◆ Records to process:
○ ○ ○ ○ ○ ○ ○
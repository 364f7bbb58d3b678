// scheduler-engine/src/ticker.rs
// ============================================================================
// Module: Fleet Scheduler Periodic Ticker
// Description: Emits periodic reconciliation events per environment into the
//              dispatcher's input channel.
// Purpose: Emit periodic reconciliation events per live environment.
// Dependencies: scheduler-core, tokio
// ============================================================================

//! ## Overview
//! [`Ticker::run`] lists every live environment once per interval and offers
//! its two reconciliation events non-blockingly onto the dispatcher's input
//! channel. A busy dispatcher simply misses the tick for that environment:
//! the next tick for the same environment is skipped rather than queued.

// ============================================================================
// SECTION: Imports
// ============================================================================

use std::time::Duration;

use scheduler_core::Cancellation;
use scheduler_core::Environment;
use scheduler_core::Store;
use tokio::sync::mpsc::Sender;
use tokio::time::MissedTickBehavior;
use tracing::debug;
use tracing::warn;

use crate::dispatcher::DispatchEvent;
use crate::dispatcher::InputEvent;
use crate::environment_service::EnvironmentService;

// ============================================================================
// SECTION: Ticker
// ============================================================================

/// Periodically emits `UpdateInProgressDeployment`/`StartPendingDeployment`
/// events for every environment currently in `S`.
pub struct Ticker<S> {
    environments: EnvironmentService<S>,
    interval: Duration,
}

impl<S> Ticker<S>
where
    S: Store<Environment>,
{
    /// Creates a ticker over `store`, firing every `interval`.
    pub fn new(store: S, interval: Duration) -> Self {
        Self { environments: EnvironmentService::new(store), interval }
    }

    /// Runs the ticker loop until `cancel` fires.
    pub async fn run(&self, output: Sender<InputEvent>, cancel: Cancellation) {
        let mut interval = tokio::time::interval(self.interval);
        interval.set_missed_tick_behavior(MissedTickBehavior::Skip);
        loop {
            tokio::select! {
                biased;
                () = cancel.cancelled() => {
                    debug!("ticker cancelled, exiting");
                    return;
                }
                _ = interval.tick() => {
                    self.emit_tick(&output).await;
                }
            }
        }
    }

    async fn emit_tick(&self, output: &Sender<InputEvent>) {
        let environments = match self.environments.list().await {
            Ok(environments) => environments,
            Err(error) => {
                warn!(%error, "ticker failed to list environments, skipping this tick");
                return;
            }
        };
        for environment in environments {
            for event in [
                DispatchEvent::UpdateInProgressDeployment { env: environment.name.clone() },
                DispatchEvent::StartPendingDeployment { env: environment.name.clone() },
            ] {
                if output.try_send(InputEvent::new(event)).is_err() {
                    debug!(environment = %environment.name, "dispatcher busy, dropping tick");
                }
            }
        }
    }
}

// ============================================================================
// SECTION: Tests
// ============================================================================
○ ○ ○ ○ ○ ○ ○
◆ Exercise instructions: There is a line above that contains "for event in". Copy it and all later lines through the last, exactly, and leave out the rest.

◆ Output:
            for event in [
                DispatchEvent::UpdateInProgressDeployment { env: environment.name.clone() },
                DispatchEvent::StartPendingDeployment { env: environment.name.clone() },
            ] {
                if output.try_send(InputEvent::new(event)).is_err() {
                    debug!(environment = %environment.name, "dispatcher busy, dropping tick");
                }
            }
        }
    }
}

// ============================================================================
// SECTION: Tests
// ============================================================================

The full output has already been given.